Heat, liquid, dust, some of the things that WILL damage your SD Card (numerous other things can corrupt your data as well) .....then you hear cases of individuals that have NEVER HAD ANY DAMAGE WHATSOEVER...........some burnin' Q's: is the fragile nature of the card itself doomed to failure? ...If the card is going to fail eventually, what kind of data would you be willing to risk storing in there?...... if the data is that important to you, would you be willing to make a 'twin' copy? (twin SD Card could be swapped quickly in case of ER) ..... + lastly, has anyone here found a fail-safe or fairly sound way to run voluminous or frequent data transfers between your device's SD Card + pc?
sonarchist said:
Most data in flash type memory cards............. if the data is that important to you, would you be willing to make a 'twin' copy? (twin SD Card could be swapped quickly in case of ER) ..... + lastly, has anyone here found a fail-safe or fairly sound way to run voluminous or frequent data transfers between your device's SD Card + pc?
Click to expand...
Click to collapse
Yup, I have a spare twin identical card Lexar 32gb class 10 waiting in the wings as a backup.
I use a program that can transfer and/or sync in many different ways my card to my PC, which I do every three or four weeks.

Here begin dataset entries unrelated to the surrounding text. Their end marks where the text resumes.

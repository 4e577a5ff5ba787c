use std::{collections::BTreeSet, path::PathBuf};

use getset::Getters;
use serde::{Deserialize, Serialize};
use typed_builder::TypedBuilder;

use super::HintSeverity;

//--------------------------------------------------------------------------------------------------
// Constants
//--------------------------------------------------------------------------------------------------

/// Parameter types an endpoint may declare.
pub const SUPPORTED_PARAMETER_TYPES: &[&str] = &[
    "string", "bool", "int", "long", "float", "double", "json", "bytes",
];

//--------------------------------------------------------------------------------------------------
// Types
//--------------------------------------------------------------------------------------------------

/// Static metadata of a declared backend service.
///
/// There is exactly one descriptor per declared service. Apart from the validation flags, which
/// the registry sets while it ingests hints, a descriptor does not change after discovery.
#[derive(Debug, Clone, PartialEq, Eq, Serialize, Deserialize, TypedBuilder, Getters)]
#[getset(get = "pub with_prefix")]
pub struct ServiceDescriptor {
    /// The unique name of the service.
    #[builder(setter(into))]
    pub(super) name: String,

    /// The names of the storages the service depends on.
    #[serde(default)]
    #[builder(default, setter(into))]
    pub(super) dependencies: BTreeSet<String>,

    /// The callable methods the service exposes.
    #[serde(default)]
    #[builder(default)]
    pub(super) endpoints: Vec<EndpointDescriptor>,

    /// The federated identity namespaces the service implements.
    #[serde(default)]
    #[builder(default)]
    pub(super) federated_identity_namespaces: Vec<String>,

    /// The directory the service image is built from.
    #[serde(skip_serializing_if = "Option::is_none", default)]
    #[builder(default, setter(strip_option, into))]
    pub(super) build_context: Option<PathBuf>,

    /// Whether an error-level validation hint is attached to this descriptor.
    #[serde(default)]
    #[builder(default)]
    pub(super) has_validation_error: bool,

    /// Whether a warning-level validation hint is attached to this descriptor.
    #[serde(default)]
    #[builder(default)]
    pub(super) has_validation_warning: bool,
}

/// A callable method of a service.
#[derive(Debug, Clone, PartialEq, Eq, Serialize, Deserialize, TypedBuilder, Getters)]
#[getset(get = "pub with_prefix")]
pub struct EndpointDescriptor {
    /// The route of the method, e.g. `/items/get`.
    #[builder(setter(into))]
    pub(super) path: String,

    /// The scopes a caller needs to invoke the method.
    #[serde(default)]
    #[builder(default)]
    pub(super) required_scopes: Vec<String>,

    /// The parameters the method takes.
    #[serde(default)]
    #[builder(default)]
    pub(super) parameters: Vec<ParameterDescriptor>,
}

/// A parameter of an endpoint.
#[derive(Debug, Clone, PartialEq, Eq, Serialize, Deserialize, TypedBuilder, Getters)]
#[getset(get = "pub with_prefix")]
pub struct ParameterDescriptor {
    /// The name of the parameter.
    #[builder(setter(into))]
    pub(super) name: String,

    /// The declared type of the parameter.
    #[serde(rename = "type")]
    #[builder(setter(into))]
    pub(super) type_name: String,
}

//--------------------------------------------------------------------------------------------------
// Methods
//--------------------------------------------------------------------------------------------------

impl ServiceDescriptor {
    /// Returns `true` if the service depends on the given storage.
    pub fn depends_on(&self, storage: &str) -> bool {
        self.dependencies.contains(storage)
    }

    pub(crate) fn flag(&mut self, severity: HintSeverity) {
        match severity {
            HintSeverity::Error => self.has_validation_error = true,
            HintSeverity::Warning => self.has_validation_warning = true,
        }
    }
}

impl EndpointDescriptor {
    /// Returns a description of why the endpoint signature cannot be exposed, if it cannot.
    pub fn unsupported_reason(&self) -> Option<String> {
        if !self.path.starts_with('/') {
            return Some(format!("endpoint path '{}' must start with '/'", self.path));
        }

        self.parameters
            .iter()
            .find(|p| !SUPPORTED_PARAMETER_TYPES.contains(&p.type_name.as_str()))
            .map(|p| {
                format!(
                    "parameter '{}' of endpoint '{}' has unsupported type '{}'",
                    p.name, self.path, p.type_name
                )
            })
    }
}

//--------------------------------------------------------------------------------------------------
// Tests
//--------------------------------------------------------------------------------------------------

It is called FolderMatch v3.44. I am sure there is a newer version out, but the one I have does the job
I simply plug my USB cable into my PC and the other end into my epic and simply choose synchronize, then chose make left folder (my PC) to be the same as the right folder (my epic) - depending on how many files you are syncing determines the speed of the sync. Works good for me!
quick99si said:
Mine took a dump today but it may be a total failure. I just got home and this is what the preliminary tests show. I would appreciate any input.
chkdsk
The type of the file system is RAW.
CHKDSK is not available for RAW drives.
testdisk
Capacity incorrectly showed at 8225kb/8032kb (16gb card)
Analyze feature reports a Partition Rear Error
As a sidenote, the TitaniumBackup sync-to-Dropbox feature has probably saved my butt as far as apps/data goes. I highly suggest using it to protect against dead cards.
Click to expand...
Click to collapse
ZAR has an 'unformat' option for Raw File Systems, you may want to explore if there is data remaining in your SD Card that you may want to recover (there's a brief tutorial posted on their website) ........ here's a glimpse:
"Unformat is the process of data recovery from a storage device (which can be a hard drive, a camera memory card, an USB pen drive) that was formatted.

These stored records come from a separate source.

use std::path::{Path, PathBuf};

use tokio::fs;

use crate::{
    config::ProjectFile,
    manifest::ManifestModel,
    utils::{self, MONODEPLOY_CONFIG_FILENAME},
    MonodeployError, MonodeployResult,
};

//--------------------------------------------------------------------------------------------------
// Functions
//--------------------------------------------------------------------------------------------------

/// Loads the project file of a project.
///
/// ## Arguments
///
/// * `project_dir` - The project directory. Defaults to the current directory.
/// * `project_file` - The name of the project file. Defaults to `monodeploy.yaml`.
///
/// ## Returns
///
/// The parsed project file and the canonical project directory.
pub async fn load_project(
    project_dir: Option<&Path>,
    project_file: Option<&str>,
) -> MonodeployResult<(ProjectFile, PathBuf)> {
    let project_dir = project_dir.unwrap_or_else(|| Path::new("."));
    let project_file = project_file.unwrap_or(MONODEPLOY_CONFIG_FILENAME);
    utils::validate_file_name(project_file)?;

    let full_path = project_dir.join(project_file);
    if !full_path.exists() {
        return Err(MonodeployError::ProjectFileNotFound(
            full_path.display().to_string(),
        ));
    }

    let canonical_project_dir = fs::canonicalize(project_dir).await?;
    let contents = fs::read_to_string(&full_path).await?;
    let project: ProjectFile = serde_yaml::from_str(&contents)?;

    tracing::debug!(path = %full_path.display(), "loaded project file");
    Ok((project, canonical_project_dir))
}

/// Applies the flags set in the project file on top of a composed model.
///
/// Only entries already present in the model are touched.
pub fn apply_declarations(project: &ProjectFile, model: &mut ManifestModel) {
    for declaration in project.get_services() {
        let Some(entry) = model.services.get_mut(declaration.get_name()) else {
            continue;
        };
        if let Some(enabled) = declaration.get_enabled() {
            entry.enabled = *enabled;
        }
        if let Some(archived) = declaration.get_archived() {
            entry.archived = *archived;
        }
        if let Some(template_id) = declaration.get_template_id() {
            entry.template_id = Some(template_id.clone());
        }
        if let Some(comment) = declaration.get_comment() {
            entry.comment = Some(comment.clone());
        }
    }

    for declaration in project.get_storages() {
        let Some(entry) = model.storages.get_mut(declaration.get_name()) else {
            continue;
        };
        if let Some(enabled) = declaration.get_enabled() {
            entry.enabled = *enabled;
        }
        if let Some(archived) = declaration.get_archived() {
            entry.archived = *archived;
        }
        if let Some(template_id) = declaration.get_template_id() {
            entry.template_id = Some(template_id.clone());
        }
    }
}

The step-by-step tutorial below describes the procedure to recover data when the drive was accidentally formatted and you want to unformat the drive Windows reports "raw filesystem", or the drive is "not formatted" <end quote>
The above makes reference to a specific type of recovery (accidental format of a drive, as an example), but the application will recover from a number of file types + systems............worth checking it out.

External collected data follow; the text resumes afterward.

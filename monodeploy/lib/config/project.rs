//! The `monodeploy.yaml` project file.

use std::path::PathBuf;

use getset::Getters;
use serde::{Deserialize, Serialize};
use typed_builder::TypedBuilder;

use crate::descriptor::{EndpointDescriptor, DEFAULT_STORAGE_TYPE};

use super::DeployConfig;

//--------------------------------------------------------------------------------------------------
// Types
//--------------------------------------------------------------------------------------------------

/// The contents of a project file.
#[derive(Debug, Default, Clone, PartialEq, Serialize, Deserialize, TypedBuilder, Getters)]
#[getset(get = "pub with_prefix")]
pub struct ProjectFile {
    /// Deployment settings.
    #[serde(default)]
    #[builder(default)]
    pub(super) settings: DeployConfig,

    /// The declared services.
    #[serde(default)]
    #[builder(default)]
    pub(super) services: Vec<ServiceDeclaration>,

    /// The declared storages.
    #[serde(default)]
    #[builder(default)]
    pub(super) storages: Vec<StorageDeclaration>,
}

/// A service declared in the project file.
#[derive(Debug, Clone, PartialEq, Serialize, Deserialize, TypedBuilder, Getters)]
#[getset(get = "pub with_prefix")]
pub struct ServiceDeclaration {
    /// The name of the service.
    #[builder(setter(transform = |name: impl AsRef<str>| name.as_ref().to_string()))]
    pub(super) name: String,

    /// The build context of the service, relative to the project directory.
    #[serde(skip_serializing_if = "Option::is_none", default)]
    #[builder(default, setter(strip_option, into))]
    pub(super) path: Option<PathBuf>,

    /// The storages the service depends on.
    #[serde(default)]
    #[builder(default)]
    pub(super) depends_on: Vec<String>,

    /// The endpoints the service exposes.
    #[serde(default)]
    #[builder(default)]
    pub(super) endpoints: Vec<EndpointDescriptor>,

    /// The federated identity namespaces the service implements.
    #[serde(default)]
    #[builder(default)]
    pub(super) federated_identity_namespaces: Vec<String>,

    /// Overrides the enabled flag of the service.
    #[serde(skip_serializing_if = "Option::is_none", default)]
    #[builder(default, setter(strip_option))]
    pub(super) enabled: Option<bool>,

    /// Overrides the archived flag of the service.
    #[serde(skip_serializing_if = "Option::is_none", default)]
    #[builder(default, setter(strip_option))]
    pub(super) archived: Option<bool>,

    /// The platform template the service is created from.
    #[serde(skip_serializing_if = "Option::is_none", default)]
    #[builder(default, setter(strip_option, into))]
    pub(super) template_id: Option<String>,

    /// A comment attached to the service entry.
    #[serde(skip_serializing_if = "Option::is_none", default)]
    #[builder(default, setter(strip_option, into))]
    pub(super) comment: Option<String>,
}

/// A storage declared in the project file.
#[derive(Debug, Clone, PartialEq, Serialize, Deserialize, TypedBuilder, Getters)]
#[getset(get = "pub with_prefix")]
pub struct StorageDeclaration {
    /// The name of the storage.
    #[builder(setter(transform = |name: impl AsRef<str>| name.as_ref().to_string()))]
    pub(super) name: String,

    /// The storage engine kind.
    #[serde(rename = "type", default = "StorageDeclaration::default_storage_type")]
    #[builder(default = DEFAULT_STORAGE_TYPE.to_string(), setter(into))]
    pub(super) storage_type: String,

    /// Overrides the enabled flag of the storage.
    #[serde(skip_serializing_if = "Option::is_none", default)]
    #[builder(default, setter(strip_option))]
    pub(super) enabled: Option<bool>,

    /// Overrides the archived flag of the storage.
    #[serde(skip_serializing_if = "Option::is_none", default)]
    #[builder(default, setter(strip_option))]
    pub(super) archived: Option<bool>,

    /// The platform template the storage is created from.
    #[serde(skip_serializing_if = "Option::is_none", default)]
    #[builder(default, setter(strip_option, into))]
    pub(super) template_id: Option<String>,
}

//--------------------------------------------------------------------------------------------------
// Methods
//--------------------------------------------------------------------------------------------------

impl ProjectFile {
    /// Returns the declaration of the given service.
    pub fn find_service(&self, name: &str) -> Option<&ServiceDeclaration> {
        self.services.iter().find(|s| s.name == name)
    }

    /// Returns the declaration of the given storage.
    pub fn find_storage(&self, name: &str) -> Option<&StorageDeclaration> {
        self.storages.iter().find(|s| s.name == name)
    }
}

impl StorageDeclaration {
    fn default_storage_type() -> String {
        DEFAULT_STORAGE_TYPE.to_string()
    }
}

//--------------------------------------------------------------------------------------------------
// Tests
//--------------------------------------------------------------------------------------------------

*edit* as another example, 'accidental format of a drive' can also refer to split-second decisions we make when we guickly hit 'reformat sd card' on our device the very first time we ever encounter a 'corrupted external card / reformat?' type of message........in the moment, life goes on + it's only later that we begin to think of the lost data..................however, chances are pretty good that the data is recoverable (files are still inside the 'reformatted' sd card, only unreadable, ie RAW).